The road experience also lends itself to the opportunity for audience participation. It is possible to conduct light-hearted interviews with band members who could not speak during the stadium parade, as well as bystanders who form an important part of the Kadooment experience. Were it not for the thousands of persons who line the route, the festive atmosphere would be lost to a great extent. The coverage of the parade along Black Rock road was a fantastic fillip to the coverage of the day’s activities.

It is hoped that one year coming soon, the coverage could be extended to include the Spring Garden Highway. As different as the road experience is from that of the stadium, the melting pot of Spring Garden, where all rules cease to exist as everything culminates, is unique. This too would be of interest to viewers.

At the end of the parade, bands disband, persons in partial costume mix and mingle with persons who leave home only to go to Spring Garden to take in the atmosphere there, as well as others who would have spent much of the day there, using it as a Bridgetown Market.
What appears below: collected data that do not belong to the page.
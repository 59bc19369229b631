//! API configuration: endpoint, credential, page size, and HTTP timeouts.
//!
//! The access key is never embedded in source. It is injected from the
//! environment at startup, and the [`Debug`] impl omits it so the key
//! cannot end up in logs or panic output.

use thiserror::Error;

/// Default search API base URL (Unsplash-compatible).
pub const DEFAULT_API_BASE_URL: &str = "https://api.unsplash.com";

/// Fixed number of results requested per page.
pub const DEFAULT_PAGE_SIZE: u32 = 20;

/// Default connect timeout for API and asset requests, in seconds.
pub const CONNECT_TIMEOUT_SECS: u64 = 10;

/// Default read timeout for API and asset requests, in seconds.
pub const READ_TIMEOUT_SECS: u64 = 30;

/// Environment variable holding the API access key.
pub const ACCESS_KEY_ENV: &str = "IMGFETCH_ACCESS_KEY";

/// Environment variable overriding the API base URL.
pub const BASE_URL_ENV: &str = "IMGFETCH_API_BASE_URL";

/// Errors raised while loading or validating configuration.
#[derive(Debug, Error)]
pub enum ConfigError {
    /// The access key environment variable is unset or empty.
    #[error("missing API access key: set {env} to your API access key")]
    MissingAccessKey {
        /// Name of the environment variable that was consulted.
        env: &'static str,
    },

    /// A configuration value is outside its accepted range.
    #[error("invalid config value for `{field}`: {value}. Expected range: {expected}")]
    InvalidValue {
        /// Name of the offending field.
        field: &'static str,
        /// The rejected value, rendered as text.
        value: String,
        /// Human-readable accepted range.
        expected: &'static str,
    },
}

/// Resolved configuration for the search API and asset downloads.
#[derive(Clone)]
pub struct ApiConfig {
    /// Base URL of the search API, without a trailing slash.
    pub base_url: String,
    /// Access key sent as the `client_id` query parameter.
    pub access_key: String,
    /// Results requested per page.
    pub page_size: u32,
    /// Connect timeout in seconds.
    pub connect_timeout_secs: u64,
    /// Read timeout in seconds.
    pub read_timeout_secs: u64,
}

impl ApiConfig {
    /// Builds a config with the given access key and default settings.
    #[must_use]
    pub fn with_access_key(access_key: impl Into<String>) -> Self {
        Self {
            base_url: DEFAULT_API_BASE_URL.to_string(),
            access_key: access_key.into(),
            page_size: DEFAULT_PAGE_SIZE,
            connect_timeout_secs: CONNECT_TIMEOUT_SECS,
            read_timeout_secs: READ_TIMEOUT_SECS,
        }
    }

    /// Loads configuration from the environment.
    ///
    /// Reads the access key from [`ACCESS_KEY_ENV`] and an optional base URL
    /// override from [`BASE_URL_ENV`]. Trailing slashes on the base URL are
    /// stripped so path joins stay predictable.
    ///
    /// # Errors
    ///
    /// Returns [`ConfigError::MissingAccessKey`] when the key variable is
    /// unset or blank, and [`ConfigError::InvalidValue`] when validation of
    /// the assembled config fails.
    pub fn from_env() -> Result<Self, ConfigError> {
        let access_key = std::env::var(ACCESS_KEY_ENV)
            .ok()
            .map(|value| value.trim().to_string())
            .filter(|value| !value.is_empty())
            .ok_or(ConfigError::MissingAccessKey {
                env: ACCESS_KEY_ENV,
            })?;

        let mut config = Self::with_access_key(access_key);

        if let Ok(base_url) = std::env::var(BASE_URL_ENV) {
            let trimmed = base_url.trim().trim_end_matches('/');
            if !trimmed.is_empty() {
                config.base_url = trimmed.to_string();
            }
        }

        config.validate()?;
        Ok(config)
    }

    /// Validates config values against accepted ranges.
    ///
    /// # Errors
    ///
    /// Returns [`ConfigError::InvalidValue`] naming the first offending
    /// field.
    pub fn validate(&self) -> Result<(), ConfigError> {
        if self.access_key.trim().is_empty() {
            return Err(ConfigError::MissingAccessKey {
                env: ACCESS_KEY_ENV,
            });
        }
        if !(1..=30).contains(&self.page_size) {
            return Err(ConfigError::InvalidValue {
                field: "page_size",
                value: self.page_size.to_string(),
                expected: "1..=30",
            });
        }
        validate_timeout_secs("connect_timeout_secs", self.connect_timeout_secs)?;
        validate_timeout_secs("read_timeout_secs", self.read_timeout_secs)?;
        Ok(())
    }
}

fn validate_timeout_secs(field: &'static str, value: u64) -> Result<(), ConfigError> {
    if !(1..=3600).contains(&value) {
        return Err(ConfigError::InvalidValue {
            field,
            value: value.to_string(),
            expected: "1..=3600",
        });
    }
    Ok(())
}

impl std::fmt::Debug for ApiConfig {
    fn fmt(&self, f: &mut std::fmt::Formatter<'_>) -> std::fmt::Result {
        // access_key intentionally omitted
        f.debug_struct("ApiConfig")
            .field("base_url", &self.base_url)
            .field("page_size", &self.page_size)
            .field("connect_timeout_secs", &self.connect_timeout_secs)
            .field("read_timeout_secs", &self.read_timeout_secs)
            .finish_non_exhaustive()
    }
}
//! CLI entry point for the imgfetch tool.

use anyhow::{Context, Result};
use clap::Parser;
use imgfetch_core::ApiConfig;
use tracing::debug;

mod app;
mod cli;

use cli::Args;

#[tokio::main]
async fn main() -> Result<()> {
    // Parse CLI arguments first (before tracing, so --help works without logs)
    let args = Args::parse();

    // Determine log level based on verbose/quiet flags
    // Priority: RUST_LOG env var > quiet flag > verbose flag > default (warn)
    let default_level = if args.quiet {
        "error"
    } else {
        match args.verbose {
            0 => "warn",
            1 => "debug",
            _ => "trace",
        }
    };

    let filter = tracing_subscriber::EnvFilter::try_from_default_env()
        .unwrap_or_else(|_| tracing_subscriber::EnvFilter::new(default_level));

    tracing_subscriber::fmt()
        .with_env_filter(filter)
        .with_writer(std::io::stderr)
        .init();

    debug!(?args, "CLI arguments parsed");

    let config = ApiConfig::from_env().context("failed to load API configuration")?;
    debug!(?config, "API configuration resolved");

    app::run(args, config).await
}
//! Error types for image downloads.

use std::path::PathBuf;

use thiserror::Error;

/// Fixed user-facing message for any failed image download.
pub const DOWNLOAD_FAILED_MESSAGE: &str = "Failed to download image. Please try again.";

/// Errors that can occur while fetching and saving an image.
#[derive(Debug, Error)]
pub enum DownloadError {
    /// HTTP client construction failed.
    #[error("failed to build HTTP client: {source}")]
    Build {
        /// The underlying builder error.
        #[source]
        source: reqwest::Error,
    },

    /// Network-level error (DNS resolution, connection refused, TLS errors, etc.)
    #[error("network error downloading {url}: {source}")]
    Network {
        /// The URL that failed to download.
        url: String,
        /// The underlying network error.
        #[source]
        source: reqwest::Error,
    },

    /// Request timed out before completion.
    #[error("timeout downloading {url}")]
    Timeout {
        /// The URL that timed out.
        url: String,
    },

    /// HTTP error response (4xx client errors, 5xx server errors).
    #[error("HTTP {status} downloading {url}")]
    HttpStatus {
        /// The URL that returned an error status.
        url: String,
        /// The HTTP status code.
        status: u16,
    },

    /// File system error while saving the image.
    #[error("IO error writing to {path}: {source}")]
    Io {
        /// The file path where the error occurred.
        path: PathBuf,
        /// The underlying IO error.
        #[source]
        source: std::io::Error,
    },

    /// The provided URL is malformed or invalid.
    #[error("invalid URL: {url}")]
    InvalidUrl {
        /// The invalid URL string.
        url: String,
    },
}

impl DownloadError {
    /// Creates a client build error.
    pub fn build(source: reqwest::Error) -> Self {
        Self::Build { source }
    }

    /// Creates a network error from a reqwest error.
    pub fn network(url: impl Into<String>, source: reqwest::Error) -> Self {
        Self::Network {
            url: url.into(),
            source,
        }
    }

    /// Creates a timeout error.
    pub fn timeout(url: impl Into<String>) -> Self {
        Self::Timeout { url: url.into() }
    }

    /// Creates an HTTP status error.
    pub fn http_status(url: impl Into<String>, status: u16) -> Self {
        Self::HttpStatus {
            url: url.into(),
            status,
        }
    }

    /// Creates an IO error.
    pub fn io(path: impl Into<PathBuf>, source: std::io::Error) -> Self {
        Self::Io {
            path: path.into(),
            source,
        }
    }

    /// Creates an invalid URL error.
    pub fn invalid_url(url: impl Into<String>) -> Self {
        Self::InvalidUrl { url: url.into() }
    }

    /// Fixed user-facing message shown for this failure.
    ///
    /// Distinct from the search-fetch message so the user can tell which
    /// operation failed; the detailed cause goes to the log.
    #[must_use]
    pub fn user_message(&self) -> &'static str {
        DOWNLOAD_FAILED_MESSAGE
    }
}

// As with the search errors, no blanket From impls: every variant needs the
// url/path context the source error does not carry.

#[cfg(test)]
mod tests {
    use super::*;

    #[test]
    fn test_timeout_display_contains_url() {
        let error = DownloadError::timeout("https://images.example.com/full.jpg");
        let msg = error.to_string();
        assert!(msg.contains("timeout"), "got: {msg}");
        assert!(msg.contains("full.jpg"), "got: {msg}");
    }

    #[test]
    fn test_http_status_display() {
        let error = DownloadError::http_status("https://images.example.com/full.jpg", 404);
        let msg = error.to_string();
        assert!(msg.contains("404"), "got: {msg}");
        assert!(msg.contains("full.jpg"), "got: {msg}");
    }

    #[test]
    fn test_io_display_contains_path() {
        let source = std::io::Error::new(std::io::ErrorKind::PermissionDenied, "access denied");
        let error = DownloadError::io(PathBuf::from("/tmp/downloaded-image.jpg"), source);
        assert!(
            error.to_string().contains("/tmp/downloaded-image.jpg"),
            "got: {error}"
        );
    }

    #[test]
    fn test_invalid_url_display() {
        let error = DownloadError::invalid_url("not-a-url");
        let msg = error.to_string();
        assert!(msg.contains("invalid URL"), "got: {msg}");
        assert!(msg.contains("not-a-url"), "got: {msg}");
    }

    #[test]
    fn test_user_message_is_distinct_from_search_message() {
        let error = DownloadError::timeout("u");
        assert_eq!(error.user_message(), DOWNLOAD_FAILED_MESSAGE);
        assert_ne!(error.user_message(), crate::api::SEARCH_FAILED_MESSAGE);
    }
}
//! Fetching full-resolution image assets.

use std::path::PathBuf;
use std::time::Duration;

use futures_util::StreamExt;
use reqwest::Client;
use tracing::{debug, info, instrument};
use url::Url;

use crate::api;
use crate::config::ApiConfig;

use super::error::DownloadError;
use super::saver::{DEFAULT_IMAGE_FILENAME, ImageSaver};

/// Downloads full-resolution image assets and hands them to a saver.
///
/// Created once and reused across downloads for connection pooling. Asset
/// URLs come verbatim from prior search results, so no credential is
/// attached here.
pub struct ImageDownloader {
    client: Client,
}

impl ImageDownloader {
    /// Creates a downloader using the shared timeout configuration.
    ///
    /// # Errors
    ///
    /// Returns [`DownloadError::Build`] when HTTP client construction fails.
    pub fn new(config: &ApiConfig) -> Result<Self, DownloadError> {
        let client = Client::builder()
            .connect_timeout(Duration::from_secs(config.connect_timeout_secs))
            .timeout(Duration::from_secs(config.read_timeout_secs))
            .user_agent(api::USER_AGENT)
            .gzip(true)
            .build()
            .map_err(DownloadError::build)?;
        Ok(Self { client })
    }

    /// Fetches the asset at `url` and persists it through `saver` under the
    /// fixed default filename.
    ///
    /// The response body is streamed chunk by chunk; the saver receives the
    /// complete bytes once the stream is drained.
    ///
    /// # Errors
    ///
    /// Returns [`DownloadError`] if the URL is invalid, the request fails
    /// (network error, timeout), the server returns an error status, or
    /// saving fails.
    #[must_use = "download result contains the path to the saved image"]
    #[instrument(skip(self, saver), fields(url = %url))]
    pub async fn fetch_and_save(
        &self,
        url: &str,
        saver: &dyn ImageSaver,
    ) -> Result<PathBuf, DownloadError> {
        Url::parse(url).map_err(|_| DownloadError::invalid_url(url))?;

        debug!("starting image download");
        let response = self.client.get(url).send().await.map_err(|e| {
            if e.is_timeout() {
                DownloadError::timeout(url)
            } else {
                DownloadError::network(url, e)
            }
        })?;

        let status = response.status();
        if !status.is_success() {
            return Err(DownloadError::http_status(url, status.as_u16()));
        }

        let mut stream = response.bytes_stream();
        let mut bytes = Vec::new();
        while let Some(chunk) = stream.next().await {
            let chunk = chunk.map_err(|e| {
                if e.is_timeout() {
                    DownloadError::timeout(url)
                } else {
                    DownloadError::network(url, e)
                }
            })?;
            bytes.extend_from_slice(&chunk);
        }

        let path = saver.save(DEFAULT_IMAGE_FILENAME, &bytes).await?;

        info!(
            path = %path.display(),
            bytes = bytes.len(),
            "image download complete"
        );
        Ok(path)
    }
}

impl std::fmt::Debug for ImageDownloader {
    fn fmt(&self, f: &mut std::fmt::Formatter<'_>) -> std::fmt::Result {
        f.debug_struct("ImageDownloader").finish_non_exhaustive()
    }
}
There, they eat, drink and spend the day with friends while awaiting the arrival of the bands. This is the closest we come now to a Cohobblopot.

At this stage, one would not be looking for the colour of costumes, but the colour of interaction among races, sexes, classes and everything else. Honestly, we know that many of these interactions will end when these persons depart from Spring Garden, never to be rekindled until the following year.

Although Kadooment is intended to be a carefree fete, its location is Barbados, and even there the nature of our society is laid bare before our eyes. The first band on the road each year is the largely all-white Blue Box Cart Band, followed in descending order of class by the other bands. The rear is brought up by the unattached masses who cannot afford to pay to join a band but want to be part of the action nonetheless. Television coverage of the Spring Garden Highway may also help to shed some light on the character of the parade when the formal structures are removed.

Congratulations are in order for the many actors who made this year’s festival the success that it was. I am still trying to understand how Betty West did not sweep all the costume band prizes.